五 短時間に著しく多くの遊技球等又はこれに相当する数値を獲得することができる性能を有
する遊技機であること。
六 客の技量にかかわらず、遊技球等又はこれに相当する数値の獲得が容易であり、又は困難
である遊技機であること。
七 客の技量が遊技の結果に表れないおそれが著しい遊技機又は遊技の結果が偶然若しくは
客以外の者の意図により決定されるおそれが著しい遊技機であること。
八 容易に不正な改造その他の変更が加えられるおそれのある遊技機であること。
以上の基準に該当していない遊技機であることが公安委員会によって確認されることが手続き
上必要になりますが、さて、それをどうやって行うかです。
メダルゲーム機はこの基準を想定して製造されたものではないでしょうし、そもそもこの基準
にはあいまいな点がありますから、この基準を満たす遊技機をこれから製造することも困難です。

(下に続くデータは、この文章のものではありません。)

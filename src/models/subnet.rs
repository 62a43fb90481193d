//! Subnet records as served by Gate and the normalized tuple derived from them.

use crate::error::{Result, SubnetError};
use serde::{Deserialize, Serialize};
use std::fmt;

/// One element of the Gate `/subnets/aws` response.
///
/// The keys the pipeline relies on are optional here so that a record missing
/// one is reported by the classifier as a [`SubnetError::MissingField`]
/// rather than failing the whole response decode.
#[derive(Serialize, Deserialize, Debug, Clone, Default, PartialEq)]
#[serde(rename_all = "camelCase")]
pub struct RawSubnetRecord {
    /// Spinnaker account (environment) owning the subnet.
    pub account: Option<String>,
    pub availability_zone: Option<String>,
    /// Subnet identifier, e.g. `subnet-00000000`.
    pub id: Option<String>,
    /// Purpose tag, e.g. `internal` or `external`.
    pub purpose: Option<String>,
    pub region: Option<String>,
    /// Infrastructure category the subnet may be used for, e.g. `ec2` or `elb`.
    pub target: Option<String>,
    // Informational only.
    pub cidr_block: Option<String>,
    pub state: Option<String>,
    #[serde(rename = "type")]
    pub subnet_type: Option<String>,
    pub vpc_id: Option<String>,
    pub available_ip_address_count: Option<u64>,
    pub deprecated: Option<bool>,
}

impl RawSubnetRecord {
    /// Target of the record, or `MissingField` if Gate left it out.
    pub fn target(&self, index: usize) -> Result<&str> {
        required(&self.target, "target", index)
    }

    /// Build the normalized tuple; `index` is the record position for errors.
    pub fn attributes(&self, index: usize) -> Result<SubnetAttributes> {
        Ok(SubnetAttributes {
            account: required(&self.account, "account", index)?.to_string(),
            availability_zone: required(&self.availability_zone, "availabilityZone", index)?
                .to_string(),
            subnet_id: required(&self.id, "id", index)?.to_string(),
            subnet_purpose: required(&self.purpose, "purpose", index)?.to_string(),
            subnet_region: required(&self.region, "region", index)?.to_string(),
        })
    }
}

fn required<'a>(value: &'a Option<String>, field: &'static str, index: usize) -> Result<&'a str> {
    value
        .as_deref()
        .ok_or(SubnetError::MissingField { field, index })
}

/// Important subnet attributes configured in Spinnaker.
#[derive(Serialize, Deserialize, Debug, Clone, PartialEq, Eq, Hash)]
pub struct SubnetAttributes {
    pub account: String,
    pub availability_zone: String,
    pub subnet_id: String,
    pub subnet_purpose: String,
    pub subnet_region: String,
}

impl fmt::Display for SubnetAttributes {
    fn fmt(&self, f: &mut fmt::Formatter<'_>) -> fmt::Result {
        write!(
            f,
            "{id} ({purpose}) {account}/{region}/{az}",
            id = self.subnet_id,
            purpose = self.subnet_purpose,
            account = self.account,
            region = self.subnet_region,
            az = self.availability_zone
        )
    }
}
//! Subnet inventory read from a captured `/subnets/aws` response.

use super::{decode_records, SubnetInventory};
use crate::error::{Result, SubnetError};
use crate::models::RawSubnetRecord;
use std::path::PathBuf;

/// Serves the records of a JSON file holding a Gate `/subnets/aws` body.
/// Read on every fetch, never written.
#[derive(Debug, Clone)]
pub struct FileInventory {
    path: PathBuf,
}

impl FileInventory {
    pub fn new(path: impl Into<PathBuf>) -> Self {
        FileInventory { path: path.into() }
    }
}

impl SubnetInventory for FileInventory {
    fn fetch_all_subnets(&self) -> Result<Vec<RawSubnetRecord>> {
        log::info!("Reading subnets from file: {}", self.path.display());
        let json = std::fs::read_to_string(&self.path).map_err(|source| SubnetError::Io {
            path: self.path.clone(),
            source,
        })?;
        let subnets = decode_records(&json)?;
        log::debug!("Configured Subnets: {:?}", subnets);
        Ok(subnets)
    }
}
//! Runtime configuration.
//!
//! Values come from the process environment; `main` loads a `.env` file first
//! with `dotenv` so local runs can keep them next to the binary.

use crate::error::{Result, SubnetError};
use crate::resolver::SubnetQuery;
use std::path::PathBuf;

/// Attempts made against Gate before giving up on a non-OK response.
pub const RETRY_MAX_ATTEMPTS: u32 = 6;
/// Pause between attempts.
pub const RETRY_DELAY_MSEC: u64 = 2_000;
/// Per-request timeout for the Gate HTTP client.
pub const HTTP_TIMEOUT_SEC: u64 = 30;

pub const DEFAULT_TARGET: &str = "ec2";
pub const DEFAULT_PURPOSE: &str = "internal";

/// Path of the Gate endpoint listing every AWS subnet.
pub const SUBNETS_PATH: &str = "/subnets/aws";

/// Where the inventory comes from.
#[derive(Debug, Clone, PartialEq, Eq)]
pub enum InventorySource {
    /// Live Gate API.
    Gate {
        api_url: String,
        client_cert: Option<PathBuf>,
        ca_bundle: Option<PathBuf>,
    },
    /// Captured `/subnets/aws` response on disk.
    File(PathBuf),
}

#[derive(Debug, Clone, PartialEq, Eq, Default)]
pub enum OutputFormat {
    #[default]
    Json,
    Summary,
}

#[derive(Debug, Clone)]
pub struct Config {
    pub source: InventorySource,
    pub query: SubnetQuery,
    pub output: OutputFormat,
}

impl Config {
    /// Read configuration from the process environment.
    pub fn from_env() -> Result<Config> {
        Config::from_lookup(|key| std::env::var(key).ok())
    }

    /// Read configuration through `lookup`, treating empty values as unset.
    pub fn from_lookup<F>(lookup: F) -> Result<Config>
    where
        F: Fn(&str) -> Option<String>,
    {
        let get = |key: &str| lookup(key).filter(|v| !v.trim().is_empty());

        let source = match get("SUBNET_INVENTORY_FILE") {
            Some(file) => InventorySource::File(PathBuf::from(file)),
            None => {
                let api_url = get("GATE_API_URL").ok_or_else(|| {
                    SubnetError::Config(
                        "GATE_API_URL or SUBNET_INVENTORY_FILE must be set".to_string(),
                    )
                })?;
                InventorySource::Gate {
                    api_url: api_url.trim_end_matches('/').to_string(),
                    client_cert: get("GATE_CLIENT_CERT").map(PathBuf::from),
                    ca_bundle: get("GATE_CA_BUNDLE").map(PathBuf::from),
                }
            }
        };

        let mut query = SubnetQuery::default();
        if let Some(target) = get("SUBNET_TARGET") {
            query = query.target(target);
        }
        if let Some(purpose) = get("SUBNET_PURPOSE") {
            query = query.purpose(purpose);
        }
        if let Some(env) = get("SUBNET_ENV") {
            query = query.env(env);
        }
        if let Some(region) = get("SUBNET_REGION") {
            query = query.region(region);
        }

        let output = match get("SUBNET_OUTPUT").as_deref() {
            None | Some("json") => OutputFormat::Json,
            Some("summary") => OutputFormat::Summary,
            Some(other) => {
                return Err(SubnetError::Config(format!(
                    "SUBNET_OUTPUT must be 'json' or 'summary', got '{other}'"
                )))
            }
        };

        Ok(Config {
            source,
            query,
            output,
        })
    }
}

#[cfg(test)]
mod tests {
    use super::*;
    use std::collections::HashMap;

    fn lookup(pairs: &[(&str, &str)]) -> impl Fn(&str) -> Option<String> {
        let map: HashMap<String, String> = pairs
            .iter()
            .map(|(k, v)| (k.to_string(), v.to_string()))
            .collect();
        move |key: &str| map.get(key).cloned()
    }

    #[test]
    fn test_gate_source_with_defaults() {
        let config = Config::from_lookup(lookup(&[
            ("GATE_API_URL", "https://gate.example.com/"),
            ("GATE_CLIENT_CERT", "/etc/gate/client.pem"),
        ]))
        .expect("config should load");

        assert_eq!(
            config.source,
            InventorySource::Gate {
                api_url: "https://gate.example.com".to_string(),
                client_cert: Some(PathBuf::from("/etc/gate/client.pem")),
                ca_bundle: None,
            }
        );
        assert_eq!(config.query, SubnetQuery::default());
        assert_eq!(config.output, OutputFormat::Json);
    }

    #[test]
    fn test_file_source_wins_over_gate() {
        let config = Config::from_lookup(lookup(&[
            ("GATE_API_URL", "https://gate.example.com"),
            ("SUBNET_INVENTORY_FILE", "subnets.json"),
            ("SUBNET_TARGET", "elb"),
            ("SUBNET_ENV", "prod"),
            ("SUBNET_REGION", "us-west-2"),
            ("SUBNET_OUTPUT", "summary"),
        ]))
        .expect("config should load");

        assert_eq!(
            config.source,
            InventorySource::File(PathBuf::from("subnets.json"))
        );
        assert_eq!(config.query.target, "elb");
        assert_eq!(config.query.purpose, DEFAULT_PURPOSE);
        assert!(config.query.is_scoped());
        assert_eq!(config.output, OutputFormat::Summary);
    }

    #[test]
    fn test_missing_source_is_config_error() {
        let err = Config::from_lookup(lookup(&[("GATE_API_URL", "  ")])).unwrap_err();
        assert!(matches!(err, SubnetError::Config(_)));
    }

    #[test]
    fn test_unknown_output_format() {
        let err = Config::from_lookup(lookup(&[
            ("SUBNET_INVENTORY_FILE", "subnets.json"),
            ("SUBNET_OUTPUT", "yaml"),
        ]))
        .unwrap_err();
        assert!(matches!(err, SubnetError::Config(_)));
    }
}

よって実際には行政庁との協議により、この基準に適合する遊技機の在り方を検討しながら
遊技機を開発するか、または既存の遊技機を上記基準に該当かできるように改変するか、
といったことを検討することになりそうです。
いずれにせよ第4号の営業に新たな分野を創造することは容易ではないということです。
なお、以上の話はパチンコ遊技機やメダルゲーム機など、「遊技球等の数量又は数字により
遊技の結果を表示する遊技機(施行令第8条)」の場合のことであり、これら以外の遊技機に
ついては具体的な基準が法令上見当たりません。
例えば、ゲームセンターに置かれたUFOキャッチャーなどのクレーン式ゲーム機では1000円
以下の賞品しか提供できませんが、1000円よりも高額な賞品を提供する営業が第4号営業と
して許可されうるのか。
ありうると思うのですが、これについてはさらに勉強してから語ります。